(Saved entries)
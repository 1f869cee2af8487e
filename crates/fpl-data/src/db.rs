// SQLite store for players, teams, gameweek history and saved squad runs.

use std::collections::{BTreeMap, HashSet};
use std::sync::{Mutex, MutexGuard};

use anyhow::{Context, Result};
use fpl_core::optimizer::Optimization;
use fpl_core::player::PlayerId;
use fpl_core::pool::{RawCost, RawPlayerRow, RawPosition};
use rusqlite::{params, Connection, OptionalExtension};
use serde::{Deserialize, Serialize};
use tracing::{info, warn};

use crate::history::{weighted_form, GameweekRecord};
use crate::{LoadedPlayers, PlayerDetails};

/// A real-world club.
#[derive(Debug, Clone, PartialEq, Serialize, Deserialize)]
pub struct TeamRecord {
    pub id: i64,
    pub name: String,
    pub short_name: String,
}

/// A player as stored in the `players` table. `position` is the FPL
/// `element_type` code and `now_cost` is in tenths.
#[derive(Debug, Clone, PartialEq, Serialize, Deserialize)]
pub struct PlayerRecord {
    pub id: PlayerId,
    pub first_name: String,
    pub second_name: String,
    pub web_name: String,
    pub team_id: i64,
    pub position: i64,
    pub now_cost: i64,
}

/// Outcome of a history import.
#[derive(Debug, Clone, Copy, Default, PartialEq, Eq)]
pub struct HistoryImport {
    pub inserted: usize,
    /// Rows referencing a player id missing from `players`.
    pub dropped_unknown_player: usize,
}

/// One persisted optimizer result.
#[derive(Debug, Clone, PartialEq, Serialize, Deserialize)]
pub struct SquadRun {
    pub id: Option<i64>,
    pub created_at: String,
    pub source: String,
    pub formation: String,
    pub squad_ids: Vec<PlayerId>,
    pub xi_ids: Vec<PlayerId>,
    pub captain_id: Option<PlayerId>,
    pub vice_captain_id: Option<PlayerId>,
    pub squad_score: f64,
    pub projected_points: f64,
}

impl SquadRun {
    /// Capture an optimizer result as a new, unsaved run stamped with the
    /// current UTC time.
    pub fn from_optimization(result: &Optimization, source: &str, formation: &str) -> Self {
        Self {
            id: None,
            created_at: chrono::Utc::now().to_rfc3339(),
            source: source.to_string(),
            formation: formation.to_string(),
            squad_ids: result.squad_ids(),
            xi_ids: result.xi_ids(),
            captain_id: result.captain_id(),
            vice_captain_id: result.vice_captain_id(),
            squad_score: result.squad.total_score(),
            projected_points: result.projected_points(),
        }
    }
}

/// SQLite-backed store. All access goes through one mutex-guarded connection.
pub struct Database {
    conn: Mutex<Connection>,
}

→ Exercise instructions:
Work out how many lines in the entries contain the string "Self", then reply with that number and nothing more.

→ Answer for this exercise:
2